Often, servers on Node.JS are used as aggregator services that receive dynamic data from other HTTP sources and form an aggregated response based on this data.

For processing the data, it is convenient to use external processes that process the original set of files (for example, ImageMagick or ffmpeg utilities).

Consider this on the example of an HTTP server that performs the backend role for the nginx server and generates CSS sprites for a set of images.

Asynchronous read / write

Client Connection Pool

The HTTP client objects in Node.JS each work with one TCP connection, executing requests one by one, so we need to organize a pool of clients (a compromise between creating connections for each other and using one connection) if we want to work really fast ( parallel).
')
We will make the most primitive pool based on the assumption that we send all initial requests to example.com : 80.

var ClientPool = function () { this .poolSize = 0; this .freeClients = []; }; ClientPool.prototype.needClient = function () { this .freeClients.push( this .newClient()); this .poolSize++; }; ClientPool.prototype.newClient = function () { return http.createClient(80, 'example.com' ); }; ClientPool.prototype.request = function (method, url, headers) { if ( this .freeClients.length == 0) { this .needClient(); } var client = this .freeClients.pop(); var req = client.request(method, url, headers); return req; }; ClientPool.prototype.returnToPool = function (client) { this .freeClients.push(client); }; var clientPool = new ClientPool(); * This source code was highlighted with Source Code Highlighter .

If you wish, you can change the architecture of the pool by allowing connections to several hosts, as well as restricting the size of the pool from above (while scattering requests over the least loaded connections). I leave it as a homework.

Receiving and saving a file

We need an asynchronous function to execute HTTP requests and save the contents to a file. Its peculiarity is that two streams of asynchronous operations are performed at once - reading the source HTTP stream, and writing to the file. Moreover, we can successfully close the file and call the callback function only upon completion of all write operations that can be performed not necessarily sequentially.

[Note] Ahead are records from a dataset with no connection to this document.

// Copyright (c) Contributors to the SPK project.
// SPDX-License-Identifier: Apache-2.0

//! Error types for uniboot operations.

use miette::Diagnostic;
use std::path::PathBuf;
use thiserror::Error;

use crate::runtime::RuntimeKind;

/// Convenience Result type with uniboot Error.
pub type Result<T> = std::result::Result<T, Error>;

/// Errors that can occur while decoding manifests and resolving boot commands.
#[derive(Error, Diagnostic, Debug)]
pub enum Error {
    /// Invalid YAML in a run manifest
    #[error("Failed to parse run manifest: {error}")]
    #[diagnostic(
        code(uniboot::manifest_parse),
        help("A run manifest needs a 'runtime' and a 'config_set' mapping")
    )]
    ManifestParse {
        #[source]
        error: serde_yaml::Error,
        yaml_content: String,
    },

    /// A single configuration set could not be decoded for its runtime
    #[error("Failed to parse data for config set '{config_set}': {error}")]
    #[diagnostic(code(uniboot::config_set_parse))]
    ConfigSetParse {
        config_set: String,
        #[source]
        error: serde_yaml::Error,
    },

    /// Failed to read file
    #[error("Failed to read file: {path:?}")]
    #[diagnostic(code(uniboot::read_failed))]
    ReadFailed {
        path: PathBuf,
        #[source]
        error: std::io::Error,
    },

    /// Failed to write file
    #[error("Failed to write file: {path:?}")]
    #[diagnostic(code(uniboot::write_failed))]
    WriteFailed {
        path: PathBuf,
        #[source]
        error: std::io::Error,
    },

    /// Runtime name is not one of the known runtimes
    #[error("Unknown runtime: '{name}'")]
    #[diagnostic(
        code(uniboot::unsupported_runtime),
        help("Supported runtimes: {}", supported.join(", "))
    )]
    UnsupportedRuntime {
        name: String,
        supported: Vec<String>,
    },

    /// Manifest declared no configuration sets
    #[error("At least one config_set must be provided")]
    #[diagnostic(code(uniboot::empty_config_set))]
    EmptyConfigSet,

    /// A runtime-specific field is required when not inheriting
    #[error("'{field}' must be provided for {runtime} runtime")]
    #[diagnostic(
        code(uniboot::missing_field),
        help("Set '{field}', or inherit the boot command with 'base: <package>:<config_set>'")
    )]
    MissingField {
        runtime: RuntimeKind,
        field: &'static str,
    },

    /// Environment keys and values end up space-separated in the boot command
    #[error("Spaces not allowed in env key/value: '{key}':'{value}'")]
    #[diagnostic(code(uniboot::invalid_env_entry))]
    InvalidEnvEntry { key: String, value: String },

    /// Base reference without a ':' separator
    #[error("Invalid base reference '{0}'")]
    #[diagnostic(
        code(uniboot::invalid_base_format),
        help("'base' must be in format <package>:<config_set>")
    )]
    InvalidBaseFormat(String),

    /// Base reference points at a package or config set that is not registered
    #[error("Failed to inherit from '{reference}': {reason}")]
    #[diagnostic(
        code(uniboot::unresolved_reference),
        help("Packages must be registered before the packages that inherit from them")
    )]
    UnresolvedReference { reference: String, reason: String },

    /// Base references form a loop
    #[error("Cyclic base reference: {}", chain.join(" -> "))]
    #[diagnostic(
        code(uniboot::cyclic_reference),
        help("Remove the circular reference in your 'base' fields")
    )]
    CyclicReference { chain: Vec<String> },

    /// Requested configuration set does not exist
    #[error("Configuration set name '{name}' not one of {}", quoted_list(available))]
    #[diagnostic(code(uniboot::config_set_not_found))]
    ConfigSetNotFound {
        name: String,
        available: Vec<String>,
    },

    /// No configuration set was named and several are declared
    #[error("Could not select which configuration set to run, available names: {}", quoted_list(available))]
    #[diagnostic(
        code(uniboot::ambiguous_config_set),
        help("Pass a configuration set name or set 'config_set_default' in meta/run.yaml")
    )]
    AmbiguousConfigSet { available: Vec<String> },

    /// Configuration set name that cannot be used as a file name under run/
    #[error("Invalid config_set name: '{name}'")]
    #[diagnostic(
        code(uniboot::invalid_config_set_name),
        help("Config set names become files in run/, use a plain name without '/' or '..'")
    )]
    InvalidConfigSetName { name: String },

    /// Context for an error raised while handling one configuration set
    #[error("Configuration set '{package}:{config_set}' failed: {source}")]
    #[diagnostic(code(uniboot::config_set))]
    InConfigSet {
        package: String,
        config_set: String,
        #[source]
        source: Box<Error>,
    },

    /// Invalid YAML in a lock file
    #[error("Invalid lock file {path:?}: {error}")]
    #[diagnostic(code(uniboot::invalid_lock))]
    InvalidLock {
        path: PathBuf,
        #[source]
        error: serde_yaml::Error,
    },

    /// Lock file could not be rendered as YAML
    #[error("Failed to serialize lock file {path:?}: {error}")]
    #[diagnostic(code(uniboot::serialize_lock))]
    SerializeLock {
        path: PathBuf,
        #[source]
        error: serde_yaml::Error,
    },

    /// IO error passthrough
    #[error(transparent)]
    #[diagnostic(code(uniboot::io_error))]
    Io(#[from] std::io::Error),
}

impl Error {
    /// Strip any configuration set context, returning the underlying error.
    pub fn root_cause(&self) -> &Error {
        match self {
            Error::InConfigSet { source, .. } => source.root_cause(),
            other => other,
        }
    }

    pub(crate) fn in_config_set(self, package: &str, config_set: &str) -> Self {
        Error::InConfigSet {
            package: package.to_string(),
            config_set: config_set.to_string(),
            source: Box::new(self),
        }
    }
}

fn quoted_list(names: &[String]) -> String {
    format!("['{}']", names.join("', '"))
}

Here is an example implementation:

var getFile = function (url, path, callback) { fs.open(path, 'w' , 0600, function (err, fd) { if (err) { callback(err); return ; } var request = clientPool.request( 'GET' , url, { 'Host' : 'example.com' }); request.on( 'response' , function (sourceResponse) { var statusCode = parseInt(sourceResponse.statusCode); if (statusCode < 200 || statusCode > 299) { sourceResponse.on( 'end' , function () { clientPool.returnToPool(sourceResponse.client); }); callback( 'Bad status code' ); return ; } var writeErr = null ; var writesPending = 0; var sourceEnded = false ; var checkPendingCallback = function () { if (!sourceEnded || writesPending > 0) { return ; } fs.close(fd, function (err) { err = err ? err : writeErr; if (err) { removeFile(path); callback(err); return ; } // No errors and all written callback( null ); }); }; var position = 0; sourceResponse.on( 'data' , function (chunk) { writesPending++; fs.write(fd, chunk, 0, chunk.length, position, function (err, written) { writesPending--; if (err) { writeErr = err; } checkPendingCallback(); }); position += chunk.length; }); sourceResponse.on( 'end' , function () { sourceEnded = true ; checkPendingCallback(); clientPool.returnToPool(sourceResponse.client); }); }); request.end(); }); }; * This source code was highlighted with Source Code Highlighter .

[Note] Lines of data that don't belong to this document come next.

// Copyright (c) Contributors to the SPK project.
// SPDX-License-Identifier: Apache-2.0

//! Verify that the current run manifests match the lock file.

use clap::Args;
use miette::Result;
use uniboot::{LockChange, LockChangeKind};

/// Verify boot commands match the lock file
#[derive(Debug, Args)]
pub struct CmdCheck {
    #[clap(flatten)]
    packages: crate::PackageFlags,

    #[clap(flatten)]
    output: crate::OutputFlags,

    /// Exit with error on mismatch
    #[clap(long)]
    strict: bool,
}

impl CmdCheck {
    pub fn run(&mut self) -> Result<i32> {
        let registry = self.packages.build_registry()?;
        let resolved = registry.resolve_all()?;

        let lock_path = self.output.lock_path();
        if !lock_path.exists() {
            if self.strict {
                return Err(miette::miette!("No lock file found at {:?}", lock_path));
            } else {
                println!("Warning: No lock file found");
                return Ok(2);
            }
        }

        let lock = uniboot::LockFile::load(&lock_path)?;
        let changes = uniboot::verify_lock(&lock, &registry, &resolved)?;

        if changes.is_empty() {
            println!("✓ Boot commands match lock file");
            return Ok(0);
        }

        // Report changes
        if self.strict {
            eprintln!("Error: Boot commands differ from lock file:");
        } else {
            println!("Warning: Boot commands differ from lock file:");
        }

        for change in &changes {
            println!("{}", describe_change(change));
        }

        if self.strict {
            return Ok(1);
        }

        println!("\nRun 'uniboot persist --lock' to update the lock file");
        Ok(0)
    }
}

fn describe_change(change: &LockChange) -> String {
    match change.kind {
        LockChangeKind::SourceFileChanged => {
            format!("  - Run manifest '{}' was modified", change.reference)
        }
        LockChangeKind::SourceFileRemoved => {
            format!("  - Run manifest '{}' is no longer included", change.reference)
        }
        LockChangeKind::ArtifactChanged => {
            format!("  - Boot command of '{}' changed", change.reference)
        }
        LockChangeKind::ArtifactRemoved => {
            format!("  - Configuration set '{}' was removed", change.reference)
        }
        LockChangeKind::ArtifactAdded => {
            format!("  - Configuration set '{}' is not locked", change.reference)
        }
    }
}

The mechanism of interaction between nginx and our server

In order not to generate sprites for each request, we will save the output sprites, removing the oldest of them, for example, by crown. If the file already exists, nginx will give it away using the try_files rule. Otherwise, the request will be redirected to our backend, which will create the necessary file, and using X-Accel-Redirect will ask nginx to give the file from the internal location, which leads to the same physical space.

In this case, the nginx configuration will look like this somewhere:

     upstream sprite_gen {
         server 127.0.0.1:14239;
     }

     location / out_folder / {
         alias / var / sprite-gen / out_folder /;
         internal;
     }

     location / {
         alias / var / sprite-gen / out_folder /;
         try_files $ uri @transcoder;
     }

     location @transcoder {
         proxy_pass http: // sprite_gen;
     }

This example does not pretend to be perfect, with its help it is good to give out large files, including in parts, with caching.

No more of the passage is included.